Musings on Ash Wednesday –
Wednesday afternoon I was home thinking about the Ash Wednesday service I would
be going to that evening. I would be singing in the Choir for the choir number, and we
would also be singing the Psalm, and Congregation would be singing the refrain after
each of the 3 verses. And then we would be going to the Altar rail to get ashes on our
foreheads in the sign of the Cross.
As it was performed, the priest would say the words of God found in Genesis 3:19.
“For dust thou art, and unto dust shalt thou return.” – God to Adam and Eve.

I was thinking about the dynamics of the event. God had created Adam and Eve to
be FOREVER friends with Him, and all their relatives to be FOREVER friends with Him.
THESE Must Be the SADDEST words on the whole Bible.
God is confronted by DEATH. The realization that their friendship, no matter how long they
lived, would ONLY be Temporary. Would come to an END. Same with all who came
after them, down to our time.
DUST.
The words – DEATH is swallowed up in VICTORY!! Actually has MORE meaning to God
than it does to us.
This is WHY the Old Testament prophet says – God does a VERY STRANGE act when
He has to finally make a FINAL end of the wicked.
AGAIN - a VERY SAD DAY for God.
At Ash Wednesday during the service, it gives ME an opportunity to Grieve WITH God
How sad He must feel. WHO will comfort God when He does His Final VERY STRANGE
ACT???
I appreciate that God let me enjoy my non-SDA friends and worship with them the past
13 years. And to participate in Ash Wednesday.

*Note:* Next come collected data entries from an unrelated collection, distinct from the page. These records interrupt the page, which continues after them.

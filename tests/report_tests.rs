// tests/report_tests.rs

use examdesk::{
    config::FormHeaders,
    models::{
        exam_code::ExamCodeRecord,
        mark_foil::{FormMetadata, MarkEntry},
    },
    report::{
        ReportRenderer,
        codesheet::{
            COLUMN_OFFSETS, FIRST_ROW_Y, ROLL_CELL_WIDTH, ROLL_NUMBER_MAX_CHARS, ROW_HEIGHT,
            codesheet_layout, rows_per_column, split_columns,
        },
        layout::{DrawCommand, PAGE_HEIGHT, Weight},
        mark_foil::{exam_paper_text, first_row_y, mark_foil_file_name, mark_foil_layout},
        pdf::{text_width, write_pdf},
    },
};

fn records(count: usize) -> Vec<ExamCodeRecord> {
    (0..count)
        .map(|i| ExamCodeRecord {
            roll_number: format!("R{:04}", i),
            subject: "BCA-PRG".to_string(),
            exam_code: (18001 + i).to_string(),
            id: i as i64,
        })
        .collect()
}

fn text_position(commands: &[DrawCommand], needle: &str) -> Option<(f32, f32)> {
    commands.iter().find_map(|c| match c {
        DrawCommand::Text { x, y, text, .. } if text == needle => Some((*x, *y)),
        _ => None,
    })
}

#[test]
fn columns_split_by_ceiling_of_a_third() {
    for k in 0..=20usize {
        let items: Vec<usize> = (0..k).collect();
        let [a, b, c] = split_columns(&items);
        let per_column = k.div_ceil(3);

        assert_eq!(a.len(), per_column.min(k), "k = {}", k);
        assert_eq!(b.len(), per_column.min(k.saturating_sub(per_column)), "k = {}", k);
        assert_eq!(c.len(), k.saturating_sub(2 * per_column), "k = {}", k);

        let joined: Vec<usize> = a.iter().chain(b).chain(c).copied().collect();
        assert_eq!(joined, items);
    }
}

#[test]
fn column_split_examples() {
    let seven: Vec<u8> = (0..7).collect();
    let [a, b, c] = split_columns(&seven);
    assert_eq!((a.len(), b.len(), c.len()), (3, 3, 1));

    let four: Vec<u8> = (0..4).collect();
    let [a, b, c] = split_columns(&four);
    assert_eq!((a.len(), b.len(), c.len()), (2, 2, 0));

    let empty: [u8; 0] = [];
    let [a, b, c] = split_columns(&empty);
    assert!(a.is_empty() && b.is_empty() && c.is_empty());
}

#[test]
fn codesheet_places_rows_in_three_columns() {
    let headers = FormHeaders::default();
    let records = records(5);

    let layout = codesheet_layout(&headers, &records);

    // 2 + 2 + 1 rows: record 2 opens the second column, record 4 the third
    assert_eq!(
        text_position(&layout.commands, "R0000"),
        Some((COLUMN_OFFSETS[0] + 3.0, FIRST_ROW_Y + 10.0))
    );
    assert_eq!(
        text_position(&layout.commands, "R0001"),
        Some((COLUMN_OFFSETS[0] + 3.0, FIRST_ROW_Y + ROW_HEIGHT + 10.0))
    );
    assert_eq!(
        text_position(&layout.commands, "R0002"),
        Some((COLUMN_OFFSETS[1] + 3.0, FIRST_ROW_Y + 10.0))
    );
    assert_eq!(
        text_position(&layout.commands, "R0004"),
        Some((COLUMN_OFFSETS[2] + 3.0, FIRST_ROW_Y + 10.0))
    );

    // label box + one header row per column + two cells per record
    assert_eq!(layout.rects().count(), 1 + 3 * 2 + 5 * 2);
    assert!(layout.rects().all(|(_, _, _, h)| h == ROW_HEIGHT || h == 30.0));
}

#[test]
fn codesheet_header_comes_from_configuration() {
    let headers = FormHeaders {
        institution_name: "RIVERSIDE COLLEGE".to_string(),
        codesheet_title: "UG SEM-4 CODESHEET".to_string(),
        program_label: vec!["BACHELOR OF SCIENCE".to_string()],
        ..FormHeaders::default()
    };

    let layout = codesheet_layout(&headers, &records(1));
    let texts: Vec<&str> = layout.texts().collect();

    assert_eq!(&texts[..3], &["RIVERSIDE COLLEGE", "UG SEM-4 CODESHEET", "BACHELOR OF SCIENCE"]);
    assert!(!texts.contains(&"NIMAPARA AUTONOMOUS COLLEGE, NIMAPARA"));
}

#[test]
fn empty_codesheet_is_header_only() {
    let layout = codesheet_layout(&FormHeaders::default(), &[]);
    let texts: Vec<&str> = layout.texts().collect();

    assert!(texts.contains(&"Roll No"));
    assert!(texts.contains(&"Code"));
    // label box and the first column's header cells
    assert_eq!(layout.rects().count(), 3);
    assert!(!layout.overflows());
}

#[test]
fn codesheet_overflows_past_thirteen_rows_per_column() {
    let headers = FormHeaders::default();
    assert_eq!(rows_per_column(PAGE_HEIGHT), 13);

    // 39 records: 13 rows per column, last row ends at 285
    let fits = codesheet_layout(&headers, &records(39));
    assert!(!fits.overflows());
    assert_eq!(fits.bottom(), FIRST_ROW_Y + 13.0 * ROW_HEIGHT);

    // 40 records: 14 rows, the last one is cut off by the page edge
    let spills = codesheet_layout(&headers, &records(40));
    assert!(spills.overflows());
    assert!(spills.texts().any(|t| t == "R0039"));
}

#[test]
fn mark_foil_uses_placeholders_for_blank_fields() {
    let metadata = FormMetadata {
        mark_foil_no: "12345".to_string(),
        ..FormMetadata::default()
    };

    let layout = mark_foil_layout(&FormHeaders::default(), "", &metadata, &[]);
    let texts: Vec<&str> = layout.texts().collect();

    assert!(texts.contains(&"CONFIDENTIAL FORM NO - 12"));
    assert!(texts.contains(&"ARTS/ECONOMICS"));
    assert!(texts.contains(&"Sem - 1/ CORE-1"));
    assert!(texts.contains(&"Mark Foil #12345"));
    assert!(texts.contains(&"Marks Secured"));
}

#[test]
fn mark_foil_prints_supplied_metadata() {
    let metadata = FormMetadata {
        confidential_form_no: "7".to_string(),
        semester: "Sem - 2".to_string(),
        exam_type: "CORE-3".to_string(),
        mark_foil_no: "54321".to_string(),
    };

    let layout = mark_foil_layout(&FormHeaders::default(), "SCIENCE-PHY", &metadata, &[]);
    let texts: Vec<&str> = layout.texts().collect();

    assert!(texts.contains(&"CONFIDENTIAL FORM NO - 7"));
    assert!(texts.contains(&"SCIENCE-PHY"));
    assert!(texts.contains(&"Sem - 2/ CORE-3"));
    assert!(!texts.contains(&"ARTS/ECONOMICS"));
}

#[test]
fn exam_paper_text_joins_what_is_present() {
    let only_type = FormMetadata {
        exam_type: "CORE-1".to_string(),
        ..FormMetadata::default()
    };
    assert_eq!(exam_paper_text(&only_type), "CORE-1");
    assert_eq!(exam_paper_text(&FormMetadata::default()), "Sem - 1/ CORE-1");
}

#[test]
fn longest_accepted_roll_number_fits_its_cell() {
    let roll = "0".repeat(ROLL_NUMBER_MAX_CHARS);
    // 3 mm left padding inside the cell
    assert!(3.0 + text_width(&roll, 12.0, Weight::Normal) <= ROLL_CELL_WIDTH);
}

#[test]
fn mark_foil_has_one_row_per_entry() {
    let headers = FormHeaders::default();
    let entries = vec![
        MarkEntry {
            exam_code: "18001".to_string(),
            marks_in_figure: "42".to_string(),
            marks_in_words: "Forty Two".to_string(),
        },
        MarkEntry::blank("18003"),
    ];

    let layout = mark_foil_layout(&headers, "SCIENCE-PHY", &FormMetadata::default(), &entries);

    // four label boxes, three header cells, three cells per entry
    assert_eq!(layout.rects().count(), 4 + 3 + 3 * 2);
    assert_eq!(first_row_y(&headers), 145.0);
    assert_eq!(text_position(&layout.commands, "18001"), Some((30.0, 155.0)));
    assert_eq!(text_position(&layout.commands, "Forty Two"), Some((140.0, 155.0)));
    assert_eq!(text_position(&layout.commands, "18003"), Some((30.0, 170.0)));
    assert_eq!(layout.bottom(), 145.0 + 2.0 * 15.0);
}

#[test]
fn mark_foil_file_names() {
    assert_eq!(
        mark_foil_file_name("SCIENCE-PHY", "12345"),
        "mark-foil-science-phy-12345.pdf"
    );
    assert_eq!(
        mark_foil_file_name("Political  Science\tHonours", "99999"),
        "mark-foil-political-science-honours-99999.pdf"
    );
}

#[test]
fn mark_foil_file_names_are_header_safe() {
    assert_eq!(
        mark_foil_file_name("SCI\"ENCE", "12345"),
        "mark-foil-science-12345.pdf"
    );
    assert_eq!(mark_foil_file_name("A\u{1}B", "12345"), "mark-foil-ab-12345.pdf");
    assert_eq!(
        mark_foil_file_name("ODIA \u{b13}\u{b21}\u{b3c}\u{b3f}\u{b06}", "1\\2"),
        "mark-foil-odia--12.pdf"
    );
}

#[test]
fn centred_text_width_grows_with_length_and_weight() {
    let short = text_width("Code", 12.0, Weight::Normal);
    let long = text_width("Roll Number", 12.0, Weight::Normal);
    assert!(short > 0.0 && long > short);
    assert!(text_width("Code", 12.0, Weight::Bold) > short);
    assert_eq!(text_width("", 12.0, Weight::Bold), 0.0);
}

#[test]
fn writer_emits_pdf_bytes() {
    let layout = codesheet_layout(&FormHeaders::default(), &records(4));
    let bytes = write_pdf("Exam Codesheet", &layout).unwrap();
    assert!(bytes.starts_with(b"%PDF"));
}

#[test]
fn renderer_names_documents() {
    let renderer = ReportRenderer::default();

    let codesheet = renderer.render_codesheet(&records(2)).unwrap();
    assert_eq!(codesheet.file_name, "exam-codesheet.pdf");

    let metadata = FormMetadata {
        mark_foil_no: "10001".to_string(),
        ..FormMetadata::default()
    };
    let foil = renderer
        .render_mark_foil("BCA-PRG", &metadata, &[MarkEntry::blank("18001")])
        .unwrap();
    assert_eq!(foil.file_name, "mark-foil-bca-prg-10001.pdf");
    assert!(foil.bytes.starts_with(b"%PDF"));
}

As a Seventh-day Adventist ONLY, I missed out on this experience, because Seventh
day Adventists see NO VALUE in Ash Wednesday, NOR the meaning of Ash Wednesday.
From now on, no matter where I am, I will seek out Ash Wednesday participants, put
the ashes on my forehead, and REAPEAT after God – For dust thou art, and unto
dust shat thou return."
Remembering the words – “Death is swallowed up in VICTORY!”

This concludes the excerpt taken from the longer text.